Input for this task
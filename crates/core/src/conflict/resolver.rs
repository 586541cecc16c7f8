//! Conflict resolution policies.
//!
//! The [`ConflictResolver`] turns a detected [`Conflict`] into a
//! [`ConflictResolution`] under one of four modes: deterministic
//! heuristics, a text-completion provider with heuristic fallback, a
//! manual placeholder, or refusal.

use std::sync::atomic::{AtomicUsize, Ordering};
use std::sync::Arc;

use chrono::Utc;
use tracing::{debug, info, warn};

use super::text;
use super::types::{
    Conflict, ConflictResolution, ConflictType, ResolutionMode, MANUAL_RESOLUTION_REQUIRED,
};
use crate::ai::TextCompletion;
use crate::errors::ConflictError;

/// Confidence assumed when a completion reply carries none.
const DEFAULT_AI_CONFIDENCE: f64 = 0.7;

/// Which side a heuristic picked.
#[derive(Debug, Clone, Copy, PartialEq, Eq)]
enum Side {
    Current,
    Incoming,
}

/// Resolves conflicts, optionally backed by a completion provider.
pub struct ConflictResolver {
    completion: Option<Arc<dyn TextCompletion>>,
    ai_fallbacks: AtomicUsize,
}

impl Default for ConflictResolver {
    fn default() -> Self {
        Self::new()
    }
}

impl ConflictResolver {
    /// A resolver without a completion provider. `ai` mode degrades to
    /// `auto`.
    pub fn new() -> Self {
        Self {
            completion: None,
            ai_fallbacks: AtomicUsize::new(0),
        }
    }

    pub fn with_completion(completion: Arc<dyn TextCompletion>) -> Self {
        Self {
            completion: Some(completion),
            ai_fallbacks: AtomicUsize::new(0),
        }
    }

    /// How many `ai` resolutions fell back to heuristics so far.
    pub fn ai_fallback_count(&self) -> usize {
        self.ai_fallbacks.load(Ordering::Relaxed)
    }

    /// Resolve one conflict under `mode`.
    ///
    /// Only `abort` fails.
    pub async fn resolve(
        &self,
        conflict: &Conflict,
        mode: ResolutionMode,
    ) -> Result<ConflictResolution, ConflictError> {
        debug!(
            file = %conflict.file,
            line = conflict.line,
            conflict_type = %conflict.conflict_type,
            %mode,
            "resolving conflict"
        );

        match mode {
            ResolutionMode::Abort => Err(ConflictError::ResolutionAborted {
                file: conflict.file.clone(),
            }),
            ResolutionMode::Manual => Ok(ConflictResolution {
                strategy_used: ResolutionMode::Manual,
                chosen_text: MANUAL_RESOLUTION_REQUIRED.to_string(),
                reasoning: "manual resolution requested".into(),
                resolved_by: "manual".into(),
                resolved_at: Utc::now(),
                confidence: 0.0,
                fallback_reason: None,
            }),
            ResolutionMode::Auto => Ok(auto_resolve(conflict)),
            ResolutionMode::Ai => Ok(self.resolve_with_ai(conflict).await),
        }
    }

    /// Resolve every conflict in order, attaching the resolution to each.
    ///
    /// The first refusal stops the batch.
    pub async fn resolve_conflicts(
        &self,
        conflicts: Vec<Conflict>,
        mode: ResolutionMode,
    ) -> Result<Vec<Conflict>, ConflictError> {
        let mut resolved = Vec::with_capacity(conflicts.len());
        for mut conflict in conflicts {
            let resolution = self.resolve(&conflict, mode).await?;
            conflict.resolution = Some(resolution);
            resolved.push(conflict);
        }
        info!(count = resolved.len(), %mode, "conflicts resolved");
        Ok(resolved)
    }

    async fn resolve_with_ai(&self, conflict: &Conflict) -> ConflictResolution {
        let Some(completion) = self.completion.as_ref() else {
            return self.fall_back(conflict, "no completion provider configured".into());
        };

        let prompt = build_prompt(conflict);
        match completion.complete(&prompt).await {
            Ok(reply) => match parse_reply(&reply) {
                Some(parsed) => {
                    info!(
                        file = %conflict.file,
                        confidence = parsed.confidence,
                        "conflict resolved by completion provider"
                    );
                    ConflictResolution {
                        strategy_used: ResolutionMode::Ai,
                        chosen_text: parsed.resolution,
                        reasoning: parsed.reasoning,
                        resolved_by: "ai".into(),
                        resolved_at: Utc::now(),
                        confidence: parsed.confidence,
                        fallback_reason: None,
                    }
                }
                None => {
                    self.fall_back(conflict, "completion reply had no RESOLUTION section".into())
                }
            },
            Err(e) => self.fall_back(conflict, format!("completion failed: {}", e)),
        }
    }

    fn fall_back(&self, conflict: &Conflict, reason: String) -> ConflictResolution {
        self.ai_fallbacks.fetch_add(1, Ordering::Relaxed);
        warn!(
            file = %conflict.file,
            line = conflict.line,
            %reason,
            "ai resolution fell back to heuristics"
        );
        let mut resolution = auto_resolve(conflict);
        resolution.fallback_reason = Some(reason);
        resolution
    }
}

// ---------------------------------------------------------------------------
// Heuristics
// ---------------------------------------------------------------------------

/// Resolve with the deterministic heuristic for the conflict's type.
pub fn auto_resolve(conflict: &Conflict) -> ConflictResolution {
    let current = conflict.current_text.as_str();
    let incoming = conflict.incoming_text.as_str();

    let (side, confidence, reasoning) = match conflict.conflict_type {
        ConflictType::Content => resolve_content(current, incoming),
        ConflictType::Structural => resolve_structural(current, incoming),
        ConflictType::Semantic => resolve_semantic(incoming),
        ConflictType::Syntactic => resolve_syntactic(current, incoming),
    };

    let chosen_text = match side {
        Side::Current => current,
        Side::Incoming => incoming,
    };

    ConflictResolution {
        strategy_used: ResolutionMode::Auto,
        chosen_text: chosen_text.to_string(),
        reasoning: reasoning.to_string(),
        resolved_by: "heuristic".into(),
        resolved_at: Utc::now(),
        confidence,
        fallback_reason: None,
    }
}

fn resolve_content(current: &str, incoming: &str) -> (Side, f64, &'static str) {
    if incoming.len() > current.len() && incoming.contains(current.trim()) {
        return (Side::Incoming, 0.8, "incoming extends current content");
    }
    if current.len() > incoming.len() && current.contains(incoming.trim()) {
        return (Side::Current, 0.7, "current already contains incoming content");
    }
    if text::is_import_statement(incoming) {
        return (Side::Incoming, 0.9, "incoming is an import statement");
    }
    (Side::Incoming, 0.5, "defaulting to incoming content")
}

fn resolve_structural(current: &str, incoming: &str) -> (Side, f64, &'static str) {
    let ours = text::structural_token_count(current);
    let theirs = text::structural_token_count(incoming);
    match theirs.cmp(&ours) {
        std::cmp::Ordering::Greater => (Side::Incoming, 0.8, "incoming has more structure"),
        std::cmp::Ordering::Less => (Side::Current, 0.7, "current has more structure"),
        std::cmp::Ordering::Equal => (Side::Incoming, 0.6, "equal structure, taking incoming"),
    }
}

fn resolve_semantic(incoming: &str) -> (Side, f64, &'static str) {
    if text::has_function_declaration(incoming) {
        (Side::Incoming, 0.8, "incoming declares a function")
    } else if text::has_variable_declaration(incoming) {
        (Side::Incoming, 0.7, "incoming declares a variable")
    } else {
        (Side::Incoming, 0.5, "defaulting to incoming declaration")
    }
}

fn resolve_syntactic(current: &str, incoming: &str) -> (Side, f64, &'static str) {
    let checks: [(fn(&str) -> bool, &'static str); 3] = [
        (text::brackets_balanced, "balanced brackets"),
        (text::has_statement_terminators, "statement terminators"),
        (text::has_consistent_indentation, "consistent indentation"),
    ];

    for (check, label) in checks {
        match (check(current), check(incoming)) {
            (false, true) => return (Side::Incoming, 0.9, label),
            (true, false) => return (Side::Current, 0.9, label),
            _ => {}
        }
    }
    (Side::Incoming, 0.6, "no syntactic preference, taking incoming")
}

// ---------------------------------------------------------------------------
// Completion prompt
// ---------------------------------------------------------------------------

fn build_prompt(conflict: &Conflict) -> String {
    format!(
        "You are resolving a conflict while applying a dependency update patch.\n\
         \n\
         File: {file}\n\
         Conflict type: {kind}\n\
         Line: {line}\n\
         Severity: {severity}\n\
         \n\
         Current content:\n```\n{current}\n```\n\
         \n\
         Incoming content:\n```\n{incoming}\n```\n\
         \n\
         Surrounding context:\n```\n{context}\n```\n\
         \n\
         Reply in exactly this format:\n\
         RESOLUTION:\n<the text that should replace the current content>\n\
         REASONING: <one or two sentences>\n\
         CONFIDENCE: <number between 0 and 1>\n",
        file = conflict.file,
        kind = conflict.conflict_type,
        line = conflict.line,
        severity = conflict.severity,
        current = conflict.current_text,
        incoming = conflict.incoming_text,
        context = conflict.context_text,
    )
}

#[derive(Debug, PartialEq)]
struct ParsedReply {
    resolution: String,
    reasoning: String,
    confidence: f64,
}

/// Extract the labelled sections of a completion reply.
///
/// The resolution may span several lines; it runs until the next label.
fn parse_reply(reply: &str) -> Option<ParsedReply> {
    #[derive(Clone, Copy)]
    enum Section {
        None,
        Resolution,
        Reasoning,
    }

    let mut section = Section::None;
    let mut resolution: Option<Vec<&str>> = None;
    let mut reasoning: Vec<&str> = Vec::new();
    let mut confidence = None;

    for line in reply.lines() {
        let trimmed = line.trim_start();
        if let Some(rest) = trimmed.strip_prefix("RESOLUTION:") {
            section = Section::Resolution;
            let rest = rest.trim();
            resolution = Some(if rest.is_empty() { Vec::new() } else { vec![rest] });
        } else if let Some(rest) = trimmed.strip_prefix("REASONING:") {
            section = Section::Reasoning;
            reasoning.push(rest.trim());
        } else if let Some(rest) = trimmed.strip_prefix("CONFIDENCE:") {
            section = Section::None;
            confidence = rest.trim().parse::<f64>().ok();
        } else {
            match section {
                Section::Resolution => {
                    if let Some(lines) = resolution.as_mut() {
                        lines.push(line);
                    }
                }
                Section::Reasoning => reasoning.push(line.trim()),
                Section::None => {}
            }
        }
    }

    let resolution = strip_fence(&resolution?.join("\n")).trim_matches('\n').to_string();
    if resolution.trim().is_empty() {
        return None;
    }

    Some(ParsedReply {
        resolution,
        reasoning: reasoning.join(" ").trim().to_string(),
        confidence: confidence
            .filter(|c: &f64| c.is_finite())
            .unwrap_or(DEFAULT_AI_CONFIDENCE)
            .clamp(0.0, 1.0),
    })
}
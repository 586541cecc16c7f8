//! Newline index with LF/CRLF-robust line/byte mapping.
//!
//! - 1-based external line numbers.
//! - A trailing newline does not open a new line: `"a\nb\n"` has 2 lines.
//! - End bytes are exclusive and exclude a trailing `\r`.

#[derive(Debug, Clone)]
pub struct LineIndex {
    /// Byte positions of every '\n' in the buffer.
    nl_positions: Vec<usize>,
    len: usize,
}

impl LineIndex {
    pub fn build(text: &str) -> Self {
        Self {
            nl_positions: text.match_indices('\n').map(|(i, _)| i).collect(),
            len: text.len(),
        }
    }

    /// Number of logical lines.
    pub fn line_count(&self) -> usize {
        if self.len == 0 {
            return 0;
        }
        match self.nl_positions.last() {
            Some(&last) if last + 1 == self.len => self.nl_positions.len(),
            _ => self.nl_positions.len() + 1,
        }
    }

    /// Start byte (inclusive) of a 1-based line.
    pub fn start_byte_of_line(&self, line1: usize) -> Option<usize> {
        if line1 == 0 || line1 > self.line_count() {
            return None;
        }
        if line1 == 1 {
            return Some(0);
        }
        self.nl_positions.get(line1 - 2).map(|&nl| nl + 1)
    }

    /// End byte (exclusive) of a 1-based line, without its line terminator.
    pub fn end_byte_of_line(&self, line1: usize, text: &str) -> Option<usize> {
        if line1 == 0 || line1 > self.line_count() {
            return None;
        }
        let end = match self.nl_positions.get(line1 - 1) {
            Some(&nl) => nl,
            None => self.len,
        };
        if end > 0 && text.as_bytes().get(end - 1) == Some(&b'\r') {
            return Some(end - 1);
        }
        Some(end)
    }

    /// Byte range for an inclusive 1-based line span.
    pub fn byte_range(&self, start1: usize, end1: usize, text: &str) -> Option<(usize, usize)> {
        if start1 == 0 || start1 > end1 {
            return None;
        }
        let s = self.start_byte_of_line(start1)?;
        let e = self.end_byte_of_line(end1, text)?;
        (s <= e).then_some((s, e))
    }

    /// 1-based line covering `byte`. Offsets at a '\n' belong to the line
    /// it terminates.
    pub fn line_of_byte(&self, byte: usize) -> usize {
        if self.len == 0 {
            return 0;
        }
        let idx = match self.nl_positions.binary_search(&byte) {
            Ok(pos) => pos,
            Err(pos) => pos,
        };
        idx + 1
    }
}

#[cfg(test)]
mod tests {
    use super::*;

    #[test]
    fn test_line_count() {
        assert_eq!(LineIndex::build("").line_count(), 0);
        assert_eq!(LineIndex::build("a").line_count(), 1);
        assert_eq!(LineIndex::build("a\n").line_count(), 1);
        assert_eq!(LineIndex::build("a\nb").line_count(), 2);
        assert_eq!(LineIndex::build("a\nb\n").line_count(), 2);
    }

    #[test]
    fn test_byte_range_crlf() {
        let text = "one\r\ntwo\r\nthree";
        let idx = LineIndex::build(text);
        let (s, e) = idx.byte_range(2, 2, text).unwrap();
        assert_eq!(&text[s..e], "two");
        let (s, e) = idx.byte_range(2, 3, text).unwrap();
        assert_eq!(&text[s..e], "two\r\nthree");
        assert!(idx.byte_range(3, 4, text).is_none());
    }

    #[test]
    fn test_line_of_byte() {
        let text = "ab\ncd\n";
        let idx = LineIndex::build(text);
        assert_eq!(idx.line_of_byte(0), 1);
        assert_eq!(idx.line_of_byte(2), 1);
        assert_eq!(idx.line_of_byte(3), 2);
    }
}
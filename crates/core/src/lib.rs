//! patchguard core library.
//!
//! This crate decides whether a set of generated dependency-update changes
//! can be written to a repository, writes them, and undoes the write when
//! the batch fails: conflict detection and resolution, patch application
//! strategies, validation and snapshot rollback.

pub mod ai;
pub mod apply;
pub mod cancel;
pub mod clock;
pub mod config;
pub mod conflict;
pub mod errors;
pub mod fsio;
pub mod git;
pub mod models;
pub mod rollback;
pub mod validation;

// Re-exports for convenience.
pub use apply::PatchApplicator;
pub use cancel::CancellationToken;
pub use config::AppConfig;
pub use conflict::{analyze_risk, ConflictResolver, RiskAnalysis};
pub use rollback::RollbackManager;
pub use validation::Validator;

Description of the task
Your answer should be the lines of the material above that include "fell".

Task output
    /// How many `ai` resolutions fell back to heuristics so far.
            "ai resolution fell back to heuristics"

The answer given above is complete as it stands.